Do progressives need to step backward to finally make some progress?

It’s a question raised by the ever-increasing harshness of asylum seeker policy — and, of course, by the ongoing failure of the refugee movement to gain traction.

Brad Chilcott from the group Welcome to Australia argues that Labor needs to back so-called boat “turn-backs”, on the basis that if it doesn’t, Tony Abbott will enjoy a “free kick” on refugee policy — and refugee advocates will be completely stymied.

“It’s time for us to focus on making life better for all the people we really care about and focusing our attention on achievable change,” he told New Matilda.

Professor of Public Ethics Clive Hamilton takes the argument further. Noting the urgency of the global warming emergency, he asks: “Must child refugees remain incarcerated and brutalised if Australia is to return to a sensible climate policy?”

The answer, he suggests, is yes. “It is no longer likely that the two goals of climate protection and a compassionate refugee policy can be met by electing a government both humane and serious about global warming.”

It’s a bleak assessment, as Hamilton acknowledges. But is it correct? Must we really embrace the bad to fend off the worse? Must we concede ground on one issue to gain on another?

One immediate response comes from the old joke in which the Lone Ranger turns to Tonto and says, “I guess it’s all over. We’re surrounded by hostile Indians.”

Tonto replies: “Who’s we, white man?”

The quip reminds us of a point often forgotten in these debates: simply, whatever progressives on the mainland do, asylum seekers will continue to fight. No one seriously expects a refugee family to accept, say, sexual abuse in Nauru on the basis that, if they protest, they’ll keep Bill Shorten out of the Lodge. Demonstrations will take place in the camps and elsewhere, simply because the people most directly affected by refugee policy have no other choice.

So it’s not simply a matter of keeping schtum about the worst excesses of the border security regime. What happens during the next round of hunger strikes and lip sewing and rooftop protests? A Labor government re-elected on the basis Chilcott and Hamilton suggest will, of necessity, have to break such resistance.
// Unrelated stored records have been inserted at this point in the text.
mod common;

use axum::{
    body::Body,
    http::{Request, StatusCode},
};
use common::TestApp;
use serde_json::{Value, json};
use tower::ServiceExt;

async fn parse_body(response: axum::response::Response) -> Value {
    let bytes = axum::body::to_bytes(response.into_body(), usize::MAX).await.unwrap();
    serde_json::from_slice(&bytes).unwrap()
}

async fn get(app: &TestApp, uri: &str) -> (StatusCode, Value) {
    let res = app.router.clone().oneshot(
        Request::builder().method("GET").uri(uri).body(Body::empty()).unwrap()
    ).await.unwrap();
    let status = res.status();
    (status, parse_body(res).await)
}

async fn send_json(app: &TestApp, method: &str, uri: &str, body: Value) -> (StatusCode, Value) {
    let res = app.router.clone().oneshot(
        Request::builder().method(method).uri(uri)
            .header("Content-Type", "application/json")
            .body(Body::from(body.to_string())).unwrap()
    ).await.unwrap();
    let status = res.status();
    (status, parse_body(res).await)
}

#[tokio::test]
async fn test_settings_roundtrip() {
    let app = TestApp::new().await;

    let (status, settings) = get(&app, "/api/settings").await;
    assert_eq!(status, StatusCode::OK);
    assert_eq!(settings["id"], "default");
    assert_eq!(settings["gstRate"], 12.0);
    assert_eq!(settings["checkoutTime"], "11:00");
    assert_eq!(settings["invoiceSeq"], 0);

    let (status, updated) = send_json(&app, "PUT", "/api/settings", json!({
        "name": "Hotel Shanti", "gstRate": 18.0, "gstNumber": "20AAAA0000A1Z5",
        "loyaltyTiers": [{ "name": "Gold", "minStays": 5, "discountPercent": 10.0 }]
    })).await;
    assert_eq!(status, StatusCode::OK);
    assert_eq!(updated["name"], "Hotel Shanti");
    assert_eq!(updated["gstRate"], 18.0);
    assert_eq!(updated["loyaltyTiers"][0]["name"], "Gold");
    // untouched fields survive the partial update
    assert_eq!(updated["checkoutTime"], "11:00");
}

#[tokio::test]
async fn test_seeded_connections_and_update() {
    let app = TestApp::new().await;

    let (status, connections) = get(&app, "/api/connections").await;
    assert_eq!(status, StatusCode::OK);
    let list = connections.as_array().unwrap();
    assert_eq!(list.len(), 3);
    let ids: Vec<&str> = list.iter().map(|c| c["id"].as_str().unwrap()).collect();
    assert!(ids.contains(&"mmt") && ids.contains(&"booking") && ids.contains(&"expedia"));

    let (status, updated) = send_json(&app, "PUT", "/api/connections/mmt", json!({
        "key": "mkmt_live_key", "status": "connected", "isVisible": true,
        "markupType": "percentage", "markupValue": 5.0
    })).await;
    assert_eq!(status, StatusCode::OK);
    assert_eq!(updated["status"], "connected");
    assert_eq!(updated["markupValue"], 5.0);

    let (status, _) = send_json(&app, "PUT", "/api/connections/mmt", json!({
        "status": "bogus"
    })).await;
    assert_eq!(status, StatusCode::BAD_REQUEST);

    let (status, _) = send_json(&app, "PUT", "/api/connections/nope", json!({})).await;
    assert_eq!(status, StatusCode::NOT_FOUND);
}

#[tokio::test]
async fn test_rate_rules_and_quotes() {
    let app = TestApp::new().await;

    send_json(&app, "POST", "/api/room-types", json!({
        "id": "rt-1", "name": "Delux Room (AC)", "totalCapacity": 10,
        "basePrice": 4500.0, "floorPrice": 3000.0, "ceilingPrice": 8000.0,
        "baseOccupancy": 2, "roomNumbers": ["101"]
    })).await;

    let (status, rules) = get(&app, "/api/rates/rules").await;
    assert_eq!(status, StatusCode::OK);
    assert_eq!(rules["weeklyRules"]["isActive"], true);

    let (status, _) = send_json(&app, "PUT", "/api/rates/rules", json!({
        "weeklyRules": {
            "isActive": true, "activeDays": [5, 6],
            "modifierType": "percentage", "modifierValue": 1.2
        },
        "specialEvents": [{
            "id": "ev-1", "name": "Diwali Festival",
            "startDate": "2030-01-10", "endDate": "2030-01-12",
            "modifierType": "percentage", "modifierValue": 1.5
        }]
    })).await;
    assert_eq!(status, StatusCode::OK);

    // inside the event window: 4500 * 1.5
    let (status, quote) = get(&app, "/api/rates/quote?roomTypeId=rt-1&date=2030-01-11").await;
    assert_eq!(status, StatusCode::OK);
    assert_eq!(quote["price"], 6750.0);
    assert_eq!(quote["appliedRule"], "Diwali Festival");

    // 2030-01-05 is a Saturday: weekly weekend multiplier applies
    let (_, quote) = get(&app, "/api/rates/quote?roomTypeId=rt-1&date=2030-01-05").await;
    assert_eq!(quote["price"], 5400.0);
    assert_eq!(quote["appliedRule"], "Weekly");

    // 2030-01-08 is a Tuesday: base price
    let (_, quote) = get(&app, "/api/rates/quote?roomTypeId=rt-1&date=2030-01-08").await;
    assert_eq!(quote["price"], 4500.0);
    assert!(quote["appliedRule"].is_null());

    let (status, _) = send_json(&app, "PUT", "/api/rates/rules", json!({
        "weeklyRules": {
            "isActive": false, "activeDays": [],
            "modifierType": "percentage", "modifierValue": 1.0
        },
        "specialEvents": [{
            "id": "ev-2", "name": "Backwards",
            "startDate": "2030-01-12", "endDate": "2030-01-10",
            "modifierType": "fixed", "modifierValue": 500.0
        }]
    })).await;
    assert_eq!(status, StatusCode::BAD_REQUEST);
}

#[tokio::test]
async fn test_notification_read_and_dismiss_flow() {
    let app = TestApp::new().await;

    send_json(&app, "POST", "/api/room-types", json!({
        "id": "rt-1", "name": "Room", "totalCapacity": 1,
        "basePrice": 1000.0, "floorPrice": 500.0, "ceilingPrice": 2000.0,
        "baseOccupancy": 1, "roomNumbers": ["101"]
    })).await;
    send_json(&app, "POST", "/api/bookings", json!({
        "roomTypeId": "rt-1", "roomNumber": "101", "guestName": "Asha Rao",
        "source": "Direct", "checkIn": "2030-01-10", "checkOut": "2030-01-12"
    })).await;

    let (_, unread) = get(&app, "/api/notifications?unread=true").await;
    let list = unread.as_array().unwrap();
    assert_eq!(list.len(), 1);
    let id = list[0]["id"].as_str().unwrap().to_string();

    let (status, _) = send_json(&app, "POST", &format!("/api/notifications/{}/read", id), json!({})).await;
    assert_eq!(status, StatusCode::OK);

    let (_, unread) = get(&app, "/api/notifications?unread=true").await;
    assert_eq!(unread.as_array().unwrap().len(), 0);

    // still listed until dismissed
    let (_, all) = get(&app, "/api/notifications").await;
    assert_eq!(all.as_array().unwrap().len(), 1);

    let (status, _) = send_json(&app, "POST", &format!("/api/notifications/{}/dismiss", id), json!({})).await;
    assert_eq!(status, StatusCode::OK);
    let (_, all) = get(&app, "/api/notifications").await;
    assert_eq!(all.as_array().unwrap().len(), 0);
}

#[tokio::test]
async fn test_hotels_crud_and_ai_endpoints() {
    let app = TestApp::new().await;

    let (status, hotel) = send_json(&app, "POST", "/api/hotels", json!({
        "id": "h-1", "name": "Hotel Satsangi", "location": "Deoghar",
        "color": "indigo", "otaConfig": { "mmt": "active" }
    })).await;
    assert_eq!(status, StatusCode::OK);
    assert_eq!(hotel["otaConfig"]["mmt"], "active");

    let (_, hotels) = get(&app, "/api/hotels").await;
    assert_eq!(hotels.as_array().unwrap().len(), 1);

    let (status, scanned) = send_json(&app, "POST", "/api/scan/document", json!({
        "imageBase64": "aGVsbG8=", "documentType": "id"
    })).await;
    assert_eq!(status, StatusCode::OK);
    assert_eq!(scanned["name"], "Scanned Guest");

    let (status, _) = send_json(&app, "POST", "/api/scan/document", json!({
        "imageBase64": "aGVsbG8=", "documentType": "mystery"
    })).await;
    assert_eq!(status, StatusCode::BAD_REQUEST);

    let (status, parsed) = send_json(&app, "POST", "/api/email/parse", json!({
        "subject": "New booking", "body": "Guest arriving on 2030-01-10"
    })).await;
    assert_eq!(status, StatusCode::OK);
    assert_eq!(parsed["name"], "Scanned Guest");
}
Are progressives prepared to support that?

Underlying the arguments about the necessity for a retreat is a despair about winning public support for unpopular ideas. That’s understandable. Nonetheless, it’s worth comparing the pessimism around refugee activism with the increasing sense of inevitability about same-sex marriage, a cause that, not so very long ago, seemed utterly marginal.

These days, with Bill Shorten scrambling to get his name on a marriage equality proposal, it’s easy to forget that, as recently as 2004, Labor supported John Howard’s Marriage Amendment Bill and its definition of matrimony as exclusively heterosexual. If we go back further than that, the notion that two men might be married in Australia would have seemed fantastical — and so, too, would the idea of a government outsourcing refugee processing to a remote facility in Papua New Guinea.

To put it another way, same-sex marriage was once electoral poison. If it’s a vote winner today, that’s because activists didn’t throw in the towel but persisted with a long and bitter struggle.

Common sense holds that, if we give up on one issue, we’ll be better placed to fight elsewhere. But politics doesn’t work like that. Conservatives will not respond to a progressive retreat on refugees by deciding that, in return, they back off on climate policy. On the contrary, they’ll be encouraged to go on the offensive more broadly. Why wouldn’t they be? A Labor left that folds on boat turn-backs signals its weakness, not its strength — and that weakness will be seized upon by the climate-denialist right.

After all, climate change raises profound questions of social justice, since the victims of a warming planet will overwhelmingly be the world’s poorest. There are powerful interests pushing for environmental policies that protect the interests of the few at the expense of the many. A climate change policy devised in isolation from (or at the expense of) other issues may, in fact, be worse than the status quo, serving as the Trojan Horse by which the very rich capitalise further on the disaster they have caused.

Whatever progressives do, the refugee issue isn’t going away. In a world wracked by social, economic and, yes, environmental disasters, there will be more and more people crossing borders in search of safety. That’s just reality. The problem for refugee advocates isn’t some innate conservatism of ordinary Australians, so much as a prevailing sense that no alternatives to the status quo are possible. An acceptance of the cruel logic of the camps only reinforces that perception.